Stan nodded. “The brain capacity of a Gray is estimated to be between 2500 and 3500 cc, compared to 1300 cc for the average human. Due to the cloning process, the neural matter is artificially-grown brain matter, and the Grays have technology that enables them to insert memory patterns and consciousness into clones in any manner or pattern that they wish.”

“Clones?” Charlie echoed.

“Their science deals largely with the study of other life forms and genetic engineering,” Stu took up from the back, drawing the men’s attention. “They’ve supposedly had a part to play in the alteration of human genetics over thousands of years. It seems that they may be trying to cross breed with humans in order to create a ‘mixture race’ that would be better than either. It’s commonly believed that they’re a dying species, one that’s cloned so much that now, with each successive cloning, the species grows weaker. They’re trying to infuse new life into their species by creating the mixed breed.”

“There seem to be two main social classes,” Stan picked up. “One is the more hawkish, more abrupt, crude and blunt. The more dove-like ones are more refined and capable of a business-like behavior towards humans, and prefer to use more ‘diplomatic’ behavior to gain control over humans. This type of Gray is what I believe is being referred to as the ‘Orange’ class of Grays.”

“So how do we kill the bastards?”

Stan smiled as the men chuckled to Jerry’s remark.

“The Grays are photosensitive, meaning any bright light hurts their eyes.” Stan paused and waited for the men to get themselves together. “They avoid sunlight, and primarily travel at night for this reason. Camera flashes cause them to back up. That could be used as a weapon against them, but they recover quickly. Still,” he continued, giving the men a hard look, “that could buy enough time for an average person to escape. Use commands, or nonsensical words in the form of commands and they will back up. Their brain is more logical than ours and they do not create ’fun’. They don’t understand poetry either, so start spouting gibberish if you’ve got nothing else. What really confuses the hell out of ‘em, however, is saying things in Pig Latin. We learned that in a hurry upon our initial infiltrations after the base was lost in ’75, and used it against them quite well.”

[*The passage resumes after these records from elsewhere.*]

use crate::domain::lenient;
use serde::{Deserialize, Serialize};

#[derive(Debug, Clone, PartialEq, Eq, Default, Serialize, Deserialize)]
pub struct Recommendation {
    #[serde(default, deserialize_with = "lenient::text")]
    pub ticker: String,
    #[serde(default, deserialize_with = "lenient::text")]
    pub name: String,
    #[serde(default, deserialize_with = "lenient::text")]
    pub market: String,
    #[serde(default, deserialize_with = "lenient::text")]
    pub rationale: String,
}

/// Body of `POST /recommendations`. A missing or `null` `items` key is an empty list.
#[derive(Debug, Clone, Default, Serialize, Deserialize)]
pub struct RecommendationsResponse {
    #[serde(default, deserialize_with = "lenient::list_or_empty")]
    pub items: Vec<Recommendation>,
}
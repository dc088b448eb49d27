pub mod citation;
pub mod format;
pub mod picks;
pub mod report;

pub use citation::{extract_citation, Citation};
pub use picks::{render_recommendations, PicksPanel};
pub use report::{render_report, Report};
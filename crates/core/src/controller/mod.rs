use crate::client::FinsightApi;
use crate::domain::analysis::AnalysisResult;
use crate::domain::profile::Profile;
use crate::domain::recommendation::Recommendation;

pub mod state;

pub use state::{
    AnalyzePhase, AnalyzeTicket, Completion, Notification, NotificationKind, ProfilePhase, UiState,
};

pub const PROFILE_REQUIRED: &str =
    "profile required: save your profile before asking for an analysis";
pub const PICKS_UPDATED: &str = "Stock picks updated!";

/// Sequences profile-save → recommendations and analyze requests over one [`UiState`].
#[derive(Debug, Default)]
pub struct Controller {
    state: UiState,
    profile_phase: ProfilePhase,
    analyze_phase: AnalyzePhase,
    notification: Option<Notification>,
    analyze_seq: u64,
}

impl Controller {
    pub fn new() -> Self {
        Self::default()
    }

    pub fn state(&self) -> &UiState {
        &self.state
    }

    pub fn profile_phase(&self) -> ProfilePhase {
        self.profile_phase
    }

    pub fn analyze_phase(&self) -> AnalyzePhase {
        self.analyze_phase
    }

    /// True until a profile has been saved.
    pub fn analysis_locked(&self) -> bool {
        self.state.profile.is_none()
    }

    /// Whether the question control should accept a submission.
    pub fn analyze_enabled(&self) -> bool {
        !self.analysis_locked() && !self.state.loading
    }

    pub fn notification(&self) -> Option<&Notification> {
        self.notification.as_ref()
    }

    pub fn take_notification(&mut self) -> Option<Notification> {
        self.notification.take()
    }

    /// Saves `profile` and refreshes recommendations for it.
    ///
    /// Both are committed together; on any failure the previous profile and
    /// recommendations stay in place. Never touches `result` or `error`.
    pub async fn save_profile(&mut self, api: &dyn FinsightApi, profile: Profile) -> Notification {
        self.profile_phase = ProfilePhase::Saving;
        tracing::debug!(%profile, "profile sequence: saving");

        let outcome = self.run_profile_sequence(api, &profile).await;
        self.profile_phase = ProfilePhase::Idle;

        let notification = match outcome {
            Ok((saved, recommendations)) => {
                tracing::info!(
                    profile = %saved,
                    recommendations_len = recommendations.len(),
                    "profile saved"
                );
                self.state.profile = Some(saved);
                self.state.recommendations = recommendations;
                Notification::success(PICKS_UPDATED)
            }
            Err(err) => {
                tracing::warn!(error = %err, "profile sequence failed");
                Notification::failure(format!("Failed to save profile: {err:#}"))
            }
        };

        self.notification = Some(notification.clone());
        notification
    }

    async fn run_profile_sequence(
        &mut self,
        api: &dyn FinsightApi,
        profile: &Profile,
    ) -> anyhow::Result<(Profile, Vec<Recommendation>)> {
        let saved = api.save_profile(profile).await?;

        self.profile_phase = ProfilePhase::FetchingRecommendations;
        tracing::debug!(profile = %saved, "profile sequence: fetching recommendations");
        let recommendations = api.recommendations(&saved).await?;

        Ok((saved, recommendations))
    }

    /// Enters `Analyzing` for `question`.
    ///
    /// Returns `None` when the precondition fails; the failure is already recorded in
    /// the state and nothing should be sent.
    pub fn begin_analyze(&mut self, question: &str) -> Option<AnalyzeTicket> {
        self.analyze_seq += 1;
        let seq = self.analyze_seq;

        self.analyze_phase = AnalyzePhase::Analyzing;
        self.state.error = None;
        self.state.result = None;
        self.state.loading = true;
        tracing::debug!(seq, "analyze sequence: analyzing");

        let Some(profile) = self.state.profile else {
            self.state.loading = false;
            self.state.error = Some(PROFILE_REQUIRED.to_string());
            self.analyze_phase = AnalyzePhase::Failed;
            tracing::warn!(seq, "analyze requested without a saved profile");
            return None;
        };

        Some(AnalyzeTicket {
            seq,
            question: question.to_string(),
            profile,
        })
    }

    /// Records the outcome for `ticket`, unless a newer submission superseded it.
    pub fn complete_analyze(
        &mut self,
        ticket: AnalyzeTicket,
        outcome: anyhow::Result<AnalysisResult>,
    ) -> Completion {
        if ticket.seq != self.analyze_seq {
            tracing::debug!(
                seq = ticket.seq,
                latest = self.analyze_seq,
                "discarding stale analyze response"
            );
            return Completion::Stale;
        }

        self.state.loading = false;
        match outcome {
            Ok(result) => {
                tracing::info!(seq = ticket.seq, ticker = %result.ticker, "analysis received");
                self.state.result = Some(result);
                self.state.error = None;
                self.analyze_phase = AnalyzePhase::Displaying;
                Completion::Displayed
            }
            Err(err) => {
                tracing::warn!(seq = ticket.seq, error = %err, "analysis failed");
                self.state.result = None;
                self.state.error = Some(format!("{err:#}"));
                self.analyze_phase = AnalyzePhase::Failed;
                Completion::Failed
            }
        }
    }

    /// Runs one analyze submission end to end.
    pub async fn analyze(&mut self, api: &dyn FinsightApi, question: &str) -> Completion {
        let Some(ticket) = self.begin_analyze(question) else {
            return Completion::Failed;
        };
        let outcome = api.analyze(ticket.question(), ticket.profile()).await;
        self.complete_analyze(ticket, outcome)
    }
}
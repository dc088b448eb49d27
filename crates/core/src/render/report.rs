use crate::domain::analysis::{AnalysisResult, Narrative};
use crate::render::citation::{extract_citation, Citation};
use crate::render::format::{self, Delta};

pub const DEFAULT_DISCLAIMER: &str = "Not financial advice.";

/// Display-ready sections for one analysis result.
#[derive(Debug, Clone, PartialEq)]
pub struct Report {
    pub header: Header,
    pub summary: Option<SummaryBlock>,
    pub narratives: Vec<NarrativeSection>,
    pub last_quarter: Option<String>,
    pub score: ScoreBlock,
    pub evidence: Vec<EvidenceEntry>,
    pub disclaimer: String,
}

#[derive(Debug, Clone, PartialEq)]
pub struct Header {
    pub ticker: String,
    pub company_name: Option<String>,
    pub as_of: Option<String>,
    pub price: String,
    pub change: Delta,
}

#[derive(Debug, Clone, PartialEq, Eq)]
pub struct SummaryBlock {
    pub heading: &'static str,
    pub body: String,
    /// Set only when combined with an executive summary.
    pub expected_return: Option<String>,
}

#[derive(Debug, Clone, Copy, PartialEq, Eq)]
pub enum NarrativeKind {
    News,
    Bull,
    Bear,
    Risks,
}

impl NarrativeKind {
    pub fn title(&self) -> &'static str {
        match self {
            NarrativeKind::News => "News Summary",
            NarrativeKind::Bull => "Bull Case",
            NarrativeKind::Bear => "Bear Case",
            NarrativeKind::Risks => "Key Risks",
        }
    }
}

#[derive(Debug, Clone, PartialEq, Eq)]
pub struct NarrativeSection {
    pub kind: NarrativeKind,
    pub bullets: Vec<Citation>,
}

#[derive(Debug, Clone, PartialEq, Eq)]
pub struct ScoreBlock {
    pub total: String,
    pub notes: Option<String>,
    pub breakdown: Vec<ScoreLine>,
}

#[derive(Debug, Clone, PartialEq, Eq)]
pub struct ScoreLine {
    pub label: String,
    pub value: String,
}

#[derive(Debug, Clone, PartialEq, Eq)]
pub struct EvidenceEntry {
    pub heading: String,
    pub title: Option<String>,
    pub claim: String,
    pub url: Option<String>,
}

fn non_empty(s: &Option<String>) -> Option<String> {
    s.as_deref()
        .map(str::trim)
        .filter(|s| !s.is_empty())
        .map(str::to_string)
}

fn summary_block(executive_summary: Option<String>, expected_return: Option<String>) -> Option<SummaryBlock> {
    match (executive_summary, expected_return) {
        (Some(body), expected_return) => Some(SummaryBlock {
            heading: "Executive Summary",
            body,
            expected_return,
        }),
        (None, Some(body)) => Some(SummaryBlock {
            heading: "Expected Return",
            body,
            expected_return: None,
        }),
        (None, None) => None,
    }
}

fn narrative_section(kind: NarrativeKind, field: Option<&Narrative>) -> Option<NarrativeSection> {
    let items = field?.items();
    if items.is_empty() {
        return None;
    }
    Some(NarrativeSection {
        kind,
        bullets: items.iter().map(|s| extract_citation(s)).collect(),
    })
}

/// Renders an analysis result. `None` in, `None` out.
pub fn render_report(result: Option<&AnalysisResult>) -> Option<Report> {
    let result = result?;

    let price = result.price_data.as_ref();
    let header = Header {
        ticker: result.ticker.clone(),
        company_name: non_empty(&result.company_name),
        as_of: non_empty(&result.timestamp).map(|ts| format::timestamp(&ts)),
        price: format::price(price.and_then(|p| p.current_price.as_ref())),
        change: format::change_1d(price.and_then(|p| p.change_1d_pct.as_ref())),
    };

    let analysis = result.analysis.as_ref();
    let summary = analysis.and_then(|a| {
        summary_block(non_empty(&a.executive_summary), non_empty(&a.expected_return))
    });

    let narratives = match analysis {
        Some(a) => [
            (NarrativeKind::News, a.news_summary.as_ref()),
            (NarrativeKind::Bull, a.bull_case.as_ref()),
            (NarrativeKind::Bear, a.bear_case.as_ref()),
            (NarrativeKind::Risks, a.key_risks.as_ref()),
        ]
        .into_iter()
        .filter_map(|(kind, field)| narrative_section(kind, field))
        .collect(),
        None => Vec::new(),
    };

    let last_quarter = analysis.and_then(|a| non_empty(&a.last_quarter_result));

    let score = result.score.as_ref();
    let score = ScoreBlock {
        total: format::score_total(score.and_then(|s| s.total.as_ref())),
        notes: score.and_then(|s| non_empty(&s.notes)),
        breakdown: score
            .map(|s| {
                s.breakdown
                    .iter()
                    .map(|c| ScoreLine {
                        label: c.label.clone(),
                        value: format::signed_component(c.value.as_ref()),
                    })
                    .collect()
            })
            .unwrap_or_default(),
    };

    let evidence = result
        .evidence_pack
        .iter()
        .map(|ev| {
            let claim = extract_citation(&ev.claim);
            let heading = match non_empty(&ev.source) {
                Some(source) => format!("{} - {source}", ev.date),
                None => ev.date.clone(),
            };
            let url = non_empty(&ev.url).or_else(|| claim.has_source().then(|| claim.url.clone()));
            EvidenceEntry {
                heading: heading.trim().to_string(),
                title: non_empty(&ev.title),
                claim: claim.text,
                url,
            }
        })
        .collect();

    Some(Report {
        header,
        summary,
        narratives,
        last_quarter,
        score,
        evidence,
        disclaimer: non_empty(&result.disclaimer).unwrap_or_else(|| DEFAULT_DISCLAIMER.to_string()),
    })
}
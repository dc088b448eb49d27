use crate::domain::lenient::{natural_number, Scalar};
use chrono::{DateTime, Utc};

#[derive(Debug, Clone, Copy, PartialEq, Eq)]
pub enum Tone {
    NonNegative,
    Negative,
    Unavailable,
}

#[derive(Debug, Clone, PartialEq, Eq)]
pub struct Delta {
    pub text: String,
    pub tone: Tone,
}

pub fn price(value: Option<&Scalar>) -> String {
    match value.and_then(Scalar::as_f64) {
        Some(n) => format!("${n:.2}"),
        None => "N/A".to_string(),
    }
}

/// Zero counts as non-negative.
pub fn change_1d(value: Option<&Scalar>) -> Delta {
    match value.and_then(Scalar::as_f64) {
        Some(n) => Delta {
            text: format!("{n:.2}% (1D)"),
            tone: if n >= 0.0 {
                Tone::NonNegative
            } else {
                Tone::Negative
            },
        },
        None => Delta {
            text: "1D change N/A".to_string(),
            tone: Tone::Unavailable,
        },
    }
}

pub fn score_total(value: Option<&Scalar>) -> String {
    match value {
        Some(Scalar::Number(n)) if n.is_finite() => format!("{n:.2}"),
        Some(other) => {
            let literal = other.literal();
            if literal.is_empty() {
                "N/A".to_string()
            } else {
                literal
            }
        }
        None => "N/A".to_string(),
    }
}

/// `+5` for positive numbers, the natural form otherwise.
pub fn signed_component(value: Option<&Scalar>) -> String {
    match value {
        Some(Scalar::Number(n)) if *n > 0.0 => format!("+{}", natural_number(*n)),
        Some(other) => other.literal(),
        None => String::new(),
    }
}

pub fn timestamp(raw: &str) -> String {
    match DateTime::parse_from_rfc3339(raw.trim()) {
        Ok(ts) => ts
            .with_timezone(&Utc)
            .format("%Y-%m-%d %H:%M UTC")
            .to_string(),
        Err(_) => raw.to_string(),
    }
}
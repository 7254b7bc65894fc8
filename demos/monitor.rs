use std::env;
use std::time::Duration;

use honeywell_home::{ApiClient, Thermostat};

#[tokio::main]
async fn main() -> honeywell_home::Result<()> {
    tracing_subscriber::fmt::init();

    let args: Vec<String> = env::args().collect();
    let device_id = args.get(1).expect("usage: monitor <device-id> <location-id>");
    let location_id = args.get(2).expect("usage: monitor <device-id> <location-id>");
    let token = env::var("HONEYWELL_TOKEN").expect("HONEYWELL_TOKEN must be set");

    let mut api = ApiClient::new(token);
    if let Ok(key) = env::var("HONEYWELL_API_KEY") {
        api = api.with_api_key(key);
    }

    println!("Fetching {device_id}...");
    let device = api.get_device(device_id, location_id).await?;
    println!(
        "{} | {:.1} degrees indoor | mode: {} | fan: {}",
        device.name,
        device.indoor_temperature,
        device.changeable_values.mode,
        if device.has_fan() { "yes" } else { "no" },
    );

    let thermostat = Thermostat::builder(api, device, location_id.clone())
        .refresh_interval(Duration::from_secs(30))
        .on_update(|characteristic, update| {
            println!("{characteristic:?} -> {update:?}");
        })
        .on_token_refresh(|| {
            eprintln!("Request failed; access token may need renewing");
        })
        .build();

    println!("Polling for updates...");
    thermostat.run().await;
    Ok(())
}
use std::sync::atomic::{AtomicBool, Ordering};
use std::sync::{Arc, Mutex, MutexGuard};
use std::time::Duration;

use tokio::sync::mpsc::{self, UnboundedReceiver, UnboundedSender};
use tokio::time::{MissedTickBehavior, interval, sleep, timeout};
use tracing::{debug, error, info, trace, warn};

use crate::api::ApiClient;
use crate::error::{Error, Result};
use crate::logger::CaptureLog;
use crate::protocol::{self, DEFAULT_SETPOINT_STATUS};
use crate::types::*;

/// How long a burst of host writes may keep re-arming its channel before
/// the pending change is flushed to the cloud.
const DEBOUNCE_WINDOW: Duration = Duration::from_millis(100);

/// Delay before a rejected display-unit write is corrected back to the
/// device's actual unit.
const UNIT_REVERT_DELAY: Duration = Duration::from_millis(100);

const DEFAULT_REFRESH_INTERVAL: Duration = Duration::from_secs(120);

type UpdateCallback = Box<dyn Fn(Characteristic, Update) + Send + Sync>;
type TokenRefreshCallback = Box<dyn Fn() + Send + Sync>;

const THERMOSTAT_CHARACTERISTICS: [Characteristic; 8] = [
    Characteristic::TemperatureDisplayUnits,
    Characteristic::CurrentTemperature,
    Characteristic::CurrentRelativeHumidity,
    Characteristic::TargetTemperature,
    Characteristic::HeatingThresholdTemperature,
    Characteristic::CoolingThresholdTemperature,
    Characteristic::TargetHeatingCoolingState,
    Characteristic::CurrentHeatingCoolingState,
];

const FAN_CHARACTERISTICS: [Characteristic; 2] =
    [Characteristic::FanActive, Characteristic::FanTargetState];

/// Builder for [`Thermostat`].
pub struct ThermostatBuilder {
    api: ApiClient,
    device: Device,
    location_id: String,
    refresh_interval: Duration,
    setpoint_status: String,
    hide_fan: bool,
    capture_path: Option<String>,
    update_callbacks: Vec<UpdateCallback>,
    token_refresh: Option<TokenRefreshCallback>,
}

impl ThermostatBuilder {
    pub fn new(api: ApiClient, device: Device, location_id: impl Into<String>) -> Self {
        Self {
            api,
            device,
            location_id: location_id.into(),
            refresh_interval: DEFAULT_REFRESH_INTERVAL,
            setpoint_status: DEFAULT_SETPOINT_STATUS.to_string(),
            hide_fan: false,
            capture_path: None,
            update_callbacks: Vec::new(),
            token_refresh: None,
        }
    }

    /// How often the engine polls the cloud for device state. The first
    /// poll happens as soon as the engine runs. Default is 120 seconds.
    pub fn refresh_interval(mut self, interval: Duration) -> Self {
        self.refresh_interval = interval;
        self
    }

    /// Hold type sent with every setpoint write, e.g. `"PermanentHold"`
    /// or `"TemporaryHold"`.
    pub fn setpoint_status(mut self, status: impl Into<String>) -> Self {
        self.setpoint_status = status.into();
        self
    }

    /// Skip the fan characteristics even when the device reports a fan.
    pub fn hide_fan(mut self, hide: bool) -> Self {
        self.hide_fan = hide;
        self
    }

    /// Record all cloud traffic as newline-delimited JSON at `path`.
    pub fn capture_log(mut self, path: impl Into<String>) -> Self {
        self.capture_path = Some(path.into());
        self
    }

    /// Register a callback invoked for every characteristic the engine
    /// publishes to the host, including fault markers.
    pub fn on_update<F>(mut self, callback: F) -> Self
    where
        F: Fn(Characteristic, Update) + Send + Sync + 'static,
    {
        self.update_callbacks.push(Box::new(callback));
        self
    }

    /// Register a callback invoked whenever a cloud request fails, so the
    /// owner can renew the OAuth access token and hand the new one to
    /// [`ApiClient::set_access_token`].
    pub fn on_token_refresh<F>(mut self, callback: F) -> Self
    where
        F: Fn() + Send + Sync + 'static,
    {
        self.token_refresh = Some(Box::new(callback));
        self
    }

    pub fn build(self) -> Thermostat {
        let fan_enabled = self.device.has_fan() && !self.hide_fan;
        if fan_enabled {
            let fan_modes = self
                .device
                .settings
                .as_ref()
                .and_then(|s| s.fan.as_ref())
                .and_then(|f| f.allowed_modes.as_ref());
            debug!(device = %self.device.device_id, ?fan_modes, "fan service enabled");
        }

        let allowed_states = allowed_target_states(&self.device.allowed_modes);
        let characteristics = CharacteristicState::from_device(&self.device);
        let capture = self.capture_path.map(|path| {
            Mutex::new(CaptureLog::new(&path).expect("failed to open capture log"))
        });

        let (thermostat_tx, thermostat_rx) = mpsc::unbounded_channel();
        let (unit_tx, unit_rx) = mpsc::unbounded_channel();
        let (fan_tx, fan_rx) = if fan_enabled {
            let (tx, rx) = mpsc::unbounded_channel();
            (Some(tx), Some(rx))
        } else {
            (None, None)
        };

        let inner = Arc::new(Inner {
            api: self.api,
            device_id: self.device.device_id.clone(),
            location_id: self.location_id,
            setpoint_status: self.setpoint_status,
            refresh_interval: self.refresh_interval,
            fan_enabled,
            allowed_states,
            state: Mutex::new(SyncState {
                device: self.device,
                fan: None,
                characteristics,
            }),
            thermostat_pending: AtomicBool::new(false),
            fan_pending: AtomicBool::new(false),
            thermostat_tx,
            fan_tx,
            unit_tx,
            update_callbacks: self.update_callbacks,
            token_refresh: self.token_refresh,
            capture,
        });

        Thermostat {
            inner,
            thermostat_rx,
            fan_rx,
            unit_rx,
        }
    }
}

/// Keeps one T-series thermostat and the host that presents it in sync.
///
/// The engine polls the cloud on a timer and publishes derived
/// characteristic values through the registered update callbacks. Host
/// writes go through a [`ThermostatHandle`] and are debounced before
/// being pushed back to the cloud, with a follow-up poll so the host
/// ends up showing whatever the device actually accepted.
pub struct Thermostat {
    inner: Arc<Inner>,
    thermostat_rx: UnboundedReceiver<()>,
    fan_rx: Option<UnboundedReceiver<()>>,
    unit_rx: UnboundedReceiver<DisplayUnit>,
}

impl Thermostat {
    pub fn builder(api: ApiClient, device: Device, location_id: impl Into<String>) -> ThermostatBuilder {
        ThermostatBuilder::new(api, device, location_id)
    }

    /// A cloneable handle for reading and writing characteristics.
    pub fn handle(&self) -> ThermostatHandle {
        ThermostatHandle {
            inner: self.inner.clone(),
        }
    }

    /// Drives the refresh timer, both flush channels and the
    /// display-unit correction. Runs until the future is dropped.
    pub async fn run(self) {
        let Thermostat {
            inner,
            thermostat_rx,
            fan_rx,
            unit_rx,
        } = self;
        tokio::join!(
            inner.refresh_loop(),
            inner.thermostat_flush_loop(thermostat_rx),
            inner.fan_flush_loop(fan_rx),
            inner.unit_revert_loop(unit_rx),
        );
    }
}

struct SyncState {
    device: Device,
    fan: Option<FanState>,
    characteristics: CharacteristicState,
}

struct Inner {
    api: ApiClient,
    device_id: String,
    location_id: String,
    setpoint_status: String,
    refresh_interval: Duration,
    fan_enabled: bool,
    allowed_states: Vec<TargetState>,
    state: Mutex<SyncState>,
    thermostat_pending: AtomicBool,
    fan_pending: AtomicBool,
    thermostat_tx: UnboundedSender<()>,
    fan_tx: Option<UnboundedSender<()>>,
    unit_tx: UnboundedSender<DisplayUnit>,
    update_callbacks: Vec<UpdateCallback>,
    token_refresh: Option<TokenRefreshCallback>,
    capture: Option<Mutex<CaptureLog>>,
}
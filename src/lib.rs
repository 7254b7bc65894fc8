mod api;
mod controller;
mod error;
mod logger;
mod protocol;
mod types;

pub use api::ApiClient;
pub use controller::{Thermostat, ThermostatBuilder, ThermostatHandle};
pub use error::{Error, Result};
pub use types::*;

“But not well enough to win,” Ellis reminded both Stan and the men.

Stan nodded before continuing. “The Grays read your intent, because they use your body’s frequency. The human race broadcasts a frequency, one that they recognize as an electromagnetic impulse. Each person has a slightly different frequency, and that difference is what we call ’personality’. When a human thinks, they broadcast strong impulses, in the case of ’fear’ the frequency is ’loud’ and easy to recognize.”

“And by the same right, a calm and composed mindset should be far more difficult to ’recognize,’” Carl pointed out.